Two measures on the November 4 ballot will establish the sport hunting of wolves (Proposal 1), as well as deny Michigan voters a future say in this matter (Proposal 2). The intent of these proposals is to give political appointees and contributors—individuals who are neither scientists nor experts and who are unaccountable to voters--unchallenged decision-making power about these wildlife issues.

Keep Michigan Wolves Protected is a coalition of conservation groups, animal welfare organizations, Native American tribes, wildlife scientists, faith groups, veterinarians, hunters, farmers, and concerned Michigan citizens. Among its member organizations are the Detroit Audubon Society, the Detroit Zoological Society, the Michigan Chapter of the Sierra Club, National WolfWatcher Coalition, Sault Ste. Marie Tribe of Chippewa Indians, The Humane Society of the United States, ASPCA, HSVMA, and many local humane societies and rescue groups.

More than 130 veterinarians joined with HSVMA in opposition to the trophy hunting of Michigan wolves. View the full list»

If you are a Michigan resident, please Vote NO on Proposals 1 and 2. Say "NO" to the resumption of trophy hunting of wolves in Michigan and "NO" to the elimination of Michigan voters’ rights to a say in wildlife issues within your own state. And please take the time to encourage all of your Michigan colleagues, clients, friends and family members to join you in voting NO on Proposals 1 and 2. Visit NoOn1And2.com for more information»

For the Bears of MAINE: Vote "YES" on Question 1

Update: November 5, 2014

HSVMA joins Maine veterinarians and other animal advocates in expressing disappointment over the defeat of Question 1 on Election Day, which would have ended bear baiting, hounding and trapping. However, HSVMA appreciates the strong support of the veterinary community and more than a quarter million Mainers who did vote for the measure. Read more»

Megan Sewell/The HSUS

Maine remains the only state in the nation to allow all three cruel and unfair practices of bear trapping, hounding and baiting. These inhumane and unsporting techniques allow bears to be shot while they are trapped, treed and fed, respectively. They also endanger the dogs forced to chase them.

These techniques are scientifically indefensible. Wildlife biologists observe that baiting alters bear behavior by habituating bears to human food--increasing the chances of bear-human conflicts. Baiting also increases the bear population by supporting higher bear reproduction and cub survival rates. In just the last ten years alone, Maine’s bear population has grown by 30% and nuisance complaints have increased by 25%. Conversely, since prohibiting baiting and hounding 20 years ago, bear populations in Washington, Colorado and Oregon have actually stabilized.

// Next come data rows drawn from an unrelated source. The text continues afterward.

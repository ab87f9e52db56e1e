//! Page registration service.
//!
//! [`PageTable`] is the in-memory registry used by the build: one entry per
//! route, where a later registration for the same route replaces the earlier
//! one.

use std::collections::BTreeMap;
use std::path::PathBuf;

use serde::Serialize;

use crate::node::NodeId;

/// Context passed to the page template.
#[derive(Debug, Clone, PartialEq, Eq, Serialize)]
pub struct PageContext {
    /// ID of the content node the page renders.
    pub id: NodeId,
    /// Slug the template uses to look the node up.
    pub slug: String,
}

/// Request to materialize one page.
#[derive(Debug, Clone, PartialEq, Eq, Serialize)]
pub struct PageRequest {
    /// Route path.
    pub path: String,
    /// Template reference.
    pub component: PathBuf,
    /// Template context.
    pub context: PageContext,
}

/// Accepts page-creation requests.
pub trait PageRegistry {
    /// Register a page. A page already registered at the same path is replaced.
    fn create_page(&mut self, page: PageRequest);
}

/// In-memory page registry keyed by route path.
#[derive(Debug, Default, Serialize)]
#[serde(transparent)]
pub struct PageTable {
    pages: BTreeMap<String, PageRequest>,
}

impl PageTable {
    /// Create an empty page table.
    #[must_use]
    pub fn new() -> Self {
        Self::default()
    }

    /// Look up the page registered at `path`.
    #[must_use]
    pub fn get(&self, path: &str) -> Option<&PageRequest> {
        self.pages.get(path)
    }

    /// Number of registered routes.
    #[must_use]
    pub fn len(&self) -> usize {
        self.pages.len()
    }

    /// Check if no page is registered.
    #[must_use]
    pub fn is_empty(&self) -> bool {
        self.pages.is_empty()
    }

    /// Iterate over pages in route order.
    pub fn iter(&self) -> impl Iterator<Item = &PageRequest> {
        self.pages.values()
    }
}

impl PageRegistry for PageTable {
    fn create_page(&mut self, page: PageRequest) {
        if let Some(previous) = self.pages.get(&page.path) {
            tracing::warn!(
                path = %page.path,
                replaced = %previous.context.id,
                by = %page.context.id,
                "Duplicate page path, replacing earlier page"
            );
        }
        self.pages.insert(page.path.clone(), page);
    }
}
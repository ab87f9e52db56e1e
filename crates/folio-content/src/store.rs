//! In-memory content graph.

use std::collections::HashMap;

use crate::lookup::NodeLookup;
use crate::node::{ContentKind, ContentNode, FileMetadata, NodeId, RemoteSource};
use crate::publish::{NodePublisher, PublishedNode};
use crate::query::{ContentQuery, ContentQueryResult, QueryError};

/// In-memory content graph populated by ingestion.
///
/// Content nodes keep their insertion order so that queries, and therefore
/// page registration, are deterministic.
#[derive(Debug, Default)]
pub struct ContentStore {
    files: HashMap<NodeId, FileMetadata>,
    remotes: HashMap<NodeId, RemoteSource>,
    content: Vec<ContentNode>,
    content_index: HashMap<NodeId, usize>,
    published: HashMap<NodeId, PublishedNode>,
}

impl ContentStore {
    /// Create an empty store.
    #[must_use]
    pub fn new() -> Self {
        Self::default()
    }

    /// Insert or replace file metadata.
    pub fn add_file(&mut self, file: FileMetadata) {
        self.files.insert(file.id.clone(), file);
    }

    /// Insert or replace remote-source metadata.
    pub fn add_remote(&mut self, remote: RemoteSource) {
        self.remotes.insert(remote.id.clone(), remote);
    }

    /// Insert a content node, replacing an existing node with the same ID in place.
    pub fn add_content(&mut self, node: ContentNode) {
        if let Some(&idx) = self.content_index.get(&node.id) {
            self.content[idx] = node;
        } else {
            self.content_index.insert(node.id.clone(), self.content.len());
            self.content.push(node);
        }
    }

    /// All content nodes in insertion order.
    #[must_use]
    pub fn content_nodes(&self) -> &[ContentNode] {
        &self.content
    }

    /// Look up a content node.
    #[must_use]
    pub fn content_node(&self, id: &NodeId) -> Option<&ContentNode> {
        self.content_index.get(id).map(|&idx| &self.content[idx])
    }

    /// Look up a content node for mutation.
    pub fn content_node_mut(&mut self, id: &NodeId) -> Option<&mut ContentNode> {
        self.content_index
            .get(id)
            .copied()
            .map(move |idx| &mut self.content[idx])
    }

    /// Look up a published record.
    #[must_use]
    pub fn published(&self, id: &NodeId) -> Option<&PublishedNode> {
        self.published.get(id)
    }

    fn nodes_of_kind(&self, kind: &ContentKind) -> Vec<ContentNode> {
        self.content
            .iter()
            .filter(|node| node.kind == *kind)
            .cloned()
            .collect()
    }
}

impl NodeLookup for ContentStore {
    fn file(&self, id: &NodeId) -> Option<&FileMetadata> {
        self.files.get(id)
    }

    fn remote(&self, id: &NodeId) -> Option<&RemoteSource> {
        self.remotes.get(id)
    }
}

impl ContentQuery for ContentStore {
    fn query_content(&self) -> Result<ContentQueryResult, QueryError> {
        Ok(ContentQueryResult {
            mdx: self.nodes_of_kind(&ContentKind::Mdx),
            notebooks: self.nodes_of_kind(&ContentKind::JupyterNotebook),
        })
    }
}

impl NodePublisher for ContentStore {
    fn create_node(&mut self, node: PublishedNode) {
        tracing::debug!(id = %node.id, node_type = %node.node_type, "Publishing node");
        self.published.insert(node.id.clone(), node);
    }
}
//! Folio CLI - documentation site builder.
//!
//! Provides commands for:
//! - `build`: Derive slugs, pages and navigation and write them as JSON

mod commands;
mod error;
mod output;

use clap::{Parser, Subcommand};
use tracing_subscriber::EnvFilter;

use commands::BuildArgs;
use output::Output;

/// Folio - documentation site builder.
#[derive(Parser)]
#[command(name = "folio", version, about)]
struct Cli {
    #[command(subcommand)]
    command: Commands,
}

#[derive(Subcommand)]
enum Commands {
    /// Build the page table and navigation data.
    Build(BuildArgs),
}

fn main() {
    let cli = Cli::parse();
    let output = Output::new();

    let verbose = matches!(&cli.command, Commands::Build(args) if args.verbose);

    // Warnings (skipped sources, replaced pages) are shown unless RUST_LOG says otherwise
    let filter = if verbose {
        EnvFilter::new("info")
    } else {
        EnvFilter::try_from_default_env().unwrap_or_else(|_| EnvFilter::new("warn"))
    };
    tracing_subscriber::fmt()
        .with_env_filter(filter)
        .with_writer(std::io::stderr)
        .init();

    let result = match cli.command {
        Commands::Build(args) => args.execute(),
    };

    if let Err(err) = result {
        output.error(format_args!("Error: {err}"));
        std::process::exit(1);
    }
}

These extreme methods have actually been quite unpopular with Maine hunters. The number of Mainers pursuing bears has been in a steady decline, with no more than 3% recently purchasing bear licenses. Instead, the hunt has primarily benefited a small number of guides and outfitters who guarantee bear kills to out-of-state trophy hunters in exchange for steep fees.

In 2013 opponents of these unsporting practices, yet again, pursued legislative efforts to end them. Unfortunately, the other side has remained unwilling to compromise. However, in just 121 days nearly 80,000 Mainers signed a citizen initiative petition, placing Question 1 on next month’s ballot to end these unsavory practices.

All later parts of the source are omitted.